Raw data:

•••

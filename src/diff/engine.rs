//! Diff engine over read-back documents.

use super::changes::{ComponentChangeComputer, DependencyChangeComputer};
use super::matching::match_components;
use super::traits::ChangeComputer;
use super::DiffResult;
use crate::error::Result;
use crate::model::Registry;
use crate::parsers::ParsedBom;

/// Compares two documents component by component and edge by edge.
#[derive(Debug, Clone, Default)]
pub struct DiffEngine {
    components: ComponentChangeComputer,
    dependencies: DependencyChangeComputer,
}

impl DiffEngine {
    /// Create a new diff engine with default settings
    #[must_use]
    pub const fn new() -> Self {
        Self {
            components: ComponentChangeComputer::new(),
            dependencies: DependencyChangeComputer::new(),
        }
    }

    /// Skip the named component fields when looking for modifications.
    #[must_use]
    pub fn with_ignored_fields(mut self, fields: Vec<String>) -> Self {
        self.components = self.components.with_ignored_fields(fields);
        self
    }

    /// Compare two documents and return the diff result
    pub fn diff(&self, old: &ParsedBom, new: &ParsedBom) -> Result<DiffResult> {
        let matches = match_components(old, new);
        tracing::debug!(
            "matched {} of {} components",
            matches.values().filter(|m| m.is_some()).count(),
            old.components.len()
        );

        let mut result = DiffResult::new();
        result.components = self.components.compute(old, new, &matches);
        result.dependencies = self.dependencies.compute(old, new, &matches);
        result.calculate_summary();

        tracing::debug!(
            "{} and {} produced {} changes",
            self.components.name(),
            self.dependencies.name(),
            result.summary.total_changes
        );
        Ok(result)
    }

    /// Compare two in-memory registries.
    pub fn diff_registries(&self, old: &Registry, new: &Registry) -> Result<DiffResult> {
        self.diff(&ParsedBom::from_registry(old), &ParsedBom::from_registry(new))
    }
}
//! Stable component references.
//!
//! A [`BomRef`] is assigned once when a component is registered and is
//! used verbatim as the CycloneDX `bom-ref`. SPDX identifiers are derived
//! from it with a narrower character set.

use serde::{Deserialize, Serialize};
use std::fmt;

/// Document-unique reference to a registered component.
#[derive(Debug, Clone, Default, PartialEq, Eq, Hash, PartialOrd, Ord, Serialize, Deserialize)]
#[serde(transparent)]
pub struct BomRef(String);

impl BomRef {
    /// Wrap an already sanitized reference, e.g. one read back from a document.
    #[must_use]
    pub fn new(value: impl Into<String>) -> Self {
        Self(value.into())
    }

    /// `name@version` (or bare `name`) with disallowed characters replaced.
    #[must_use]
    pub fn from_name_version(name: &str, version: Option<&str>) -> Self {
        let raw = match version {
            Some(v) if !v.is_empty() => format!("{name}@{v}"),
            _ => name.to_string(),
        };
        Self(sanitize_ref(&raw))
    }

    /// Collision variant: `base-2`, `base-3`, ...
    #[must_use]
    pub fn with_suffix(&self, n: usize) -> Self {
        Self(format!("{}-{n}", self.0))
    }

    #[must_use]
    pub fn as_str(&self) -> &str {
        &self.0
    }

    #[must_use]
    pub fn is_empty(&self) -> bool {
        self.0.is_empty()
    }

    /// `SPDXRef-` identifier for this reference.
    #[must_use]
    pub fn spdx_id(&self) -> String {
        format!("SPDXRef-{}", spdx_idstring(&self.0))
    }
}

impl fmt::Display for BomRef {
    fn fmt(&self, f: &mut fmt::Formatter<'_>) -> fmt::Result {
        f.write_str(&self.0)
    }
}

impl From<&str> for BomRef {
    fn from(value: &str) -> Self {
        Self::new(value)
    }
}

/// Replace characters outside `[A-Za-z0-9.+_@-]` with `-`.
#[must_use]
pub fn sanitize_ref(raw: &str) -> String {
    let out: String = raw
        .chars()
        .map(|c| {
            if c.is_ascii_alphanumeric() || matches!(c, '.' | '+' | '_' | '@' | '-') {
                c
            } else {
                '-'
            }
        })
        .collect();
    if out.is_empty() {
        "component".to_string()
    } else {
        out
    }
}

/// Replace characters outside `[A-Za-z0-9.-]` with `-`.
#[must_use]
pub fn spdx_idstring(raw: &str) -> String {
    raw.chars()
        .map(|c| {
            if c.is_ascii_alphanumeric() || matches!(c, '.' | '-') {
                c
            } else {
                '-'
            }
        })
        .collect()
}

#[cfg(test)]
mod tests {
    use super::*;

    #[test]
    fn test_from_name_version() {
        assert_eq!(
            BomRef::from_name_version("libz.so.1", Some("1.2.13")).as_str(),
            "libz.so.1@1.2.13"
        );
        assert_eq!(BomRef::from_name_version("app", None).as_str(), "app");
        assert_eq!(BomRef::from_name_version("app", Some("")).as_str(), "app");
    }

    #[test]
    fn test_sanitize() {
        assert_eq!(sanitize_ref("lib foo/bar:1"), "lib-foo-bar-1");
        assert_eq!(sanitize_ref("a+b_c@1.0"), "a+b_c@1.0");
        assert_eq!(sanitize_ref(""), "component");
    }

    #[test]
    fn test_spdx_id() {
        let r = BomRef::from_name_version("libc++_shared.so", Some("17"));
        assert_eq!(r.spdx_id(), "SPDXRef-libc---shared.so-17");
    }

    #[test]
    fn test_suffix() {
        assert_eq!(BomRef::new("a@1").with_suffix(2).as_str(), "a@1-2");
    }
}
//! Generator settings and per-document identity.

use chrono::{DateTime, SecondsFormat, Utc};

use crate::model::{PurlType, Registry};
use crate::utils::deterministic_uuid;

pub const TOOL_NAME: &str = "binsbom";
pub const TOOL_VERSION: &str = env!("CARGO_PKG_VERSION");

/// Settings shared by every output format.
#[derive(Debug, Clone)]
pub struct GeneratorConfig {
    /// Document name; defaults to the first root component's name
    pub document_name: Option<String>,
    /// Base URI for SPDX document namespaces
    pub namespace_base: String,
    /// Fixed creation time for reproducible output
    pub timestamp: Option<DateTime<Utc>>,
    /// Organization listed as document creator
    pub organization: Option<String>,
    /// PURL type for components without a package-manager hint
    pub purl_type: PurlType,
    pub purl_namespace: Option<String>,
    /// Emit function and source-file lists as properties
    pub include_debug_details: bool,
    pub pretty: bool,
}

impl Default for GeneratorConfig {
    fn default() -> Self {
        Self {
            document_name: None,
            namespace_base: "https://binsbom.dev/spdxdocs".to_string(),
            timestamp: None,
            organization: None,
            purl_type: PurlType::Generic,
            purl_namespace: None,
            include_debug_details: true,
            pretty: true,
        }
    }
}

impl GeneratorConfig {
    #[must_use]
    pub fn with_timestamp(mut self, timestamp: DateTime<Utc>) -> Self {
        self.timestamp = Some(timestamp);
        self
    }

    #[must_use]
    pub fn with_document_name(mut self, name: impl Into<String>) -> Self {
        self.document_name = Some(name.into());
        self
    }
}

/// Values every serializer stamps on a document, computed once per run.
#[derive(Debug, Clone)]
pub struct DocumentContext {
    pub name: String,
    /// SPDX document namespace (IRI)
    pub namespace: String,
    pub serial: uuid::Uuid,
    /// ISO-8601 UTC, second precision
    pub created: String,
    pub organization: Option<String>,
    pub include_debug_details: bool,
    pub pretty: bool,
}

impl DocumentContext {
    /// Derive identity from registry content and the creation time, so the
    /// same input yields the same serial number and namespace.
    #[must_use]
    pub fn new(registry: &Registry, config: &GeneratorConfig) -> Self {
        let timestamp = config.timestamp.unwrap_or_else(Utc::now);
        let created = timestamp.to_rfc3339_opts(SecondsFormat::Secs, true);

        let name = config
            .document_name
            .clone()
            .or_else(|| registry.roots().next().map(|c| c.name.clone()))
            .unwrap_or_else(|| "binsbom-document".to_string());

        let serial = deterministic_uuid(&fingerprint(registry, &created));
        let namespace = format!(
            "{}/{}-{}",
            config.namespace_base.trim_end_matches('/'),
            crate::model::spdx_idstring(&name),
            serial
        );

        Self {
            name,
            namespace,
            serial,
            created,
            organization: config.organization.clone(),
            include_debug_details: config.include_debug_details,
            pretty: config.pretty,
        }
    }

    /// `urn:uuid:` form used by CycloneDX.
    #[must_use]
    pub fn serial_urn(&self) -> String {
        format!("urn:uuid:{}", self.serial)
    }

    /// Render JSON honoring the `pretty` setting.
    pub fn to_json<T: serde::Serialize>(&self, value: &T) -> serde_json::Result<String> {
        if self.pretty {
            serde_json::to_string_pretty(value)
        } else {
            serde_json::to_string(value)
        }
    }
}

fn fingerprint(registry: &Registry, created: &str) -> Vec<u8> {
    let mut buf = Vec::new();
    buf.extend_from_slice(created.as_bytes());
    for component in registry.components() {
        buf.push(0);
        buf.extend_from_slice(component.bom_ref().as_str().as_bytes());
        buf.push(0);
        buf.extend_from_slice(component.checksum.as_deref().unwrap_or("").as_bytes());
        buf.push(0);
        buf.extend_from_slice(component.version.as_deref().unwrap_or("").as_bytes());
    }
    for edge in registry.edges() {
        buf.push(1);
        buf.extend_from_slice(edge.from.as_str().as_bytes());
        buf.push(0);
        buf.extend_from_slice(edge.to.label().as_bytes());
        buf.push(0);
        buf.extend_from_slice(edge.kind.as_str().as_bytes());
    }
    buf
}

•••

What you will do: Could you reproduce, exactly, every line above from the line with "pub fn is_empty(&self)" to the line with "impl From<&str> for", and no other line? Both ends count.

Task solution:
    pub fn is_empty(&self) -> bool {
        self.0.is_empty()
    }

    /// `SPDXRef-` identifier for this reference.
    #[must_use]
    pub fn spdx_id(&self) -> String {
        format!("SPDXRef-{}", spdx_idstring(&self.0))
    }
}

impl fmt::Display for BomRef {
    fn fmt(&self, f: &mut fmt::Formatter<'_>) -> fmt::Result {
        f.write_str(&self.0)
    }
}

impl From<&str> for BomRef {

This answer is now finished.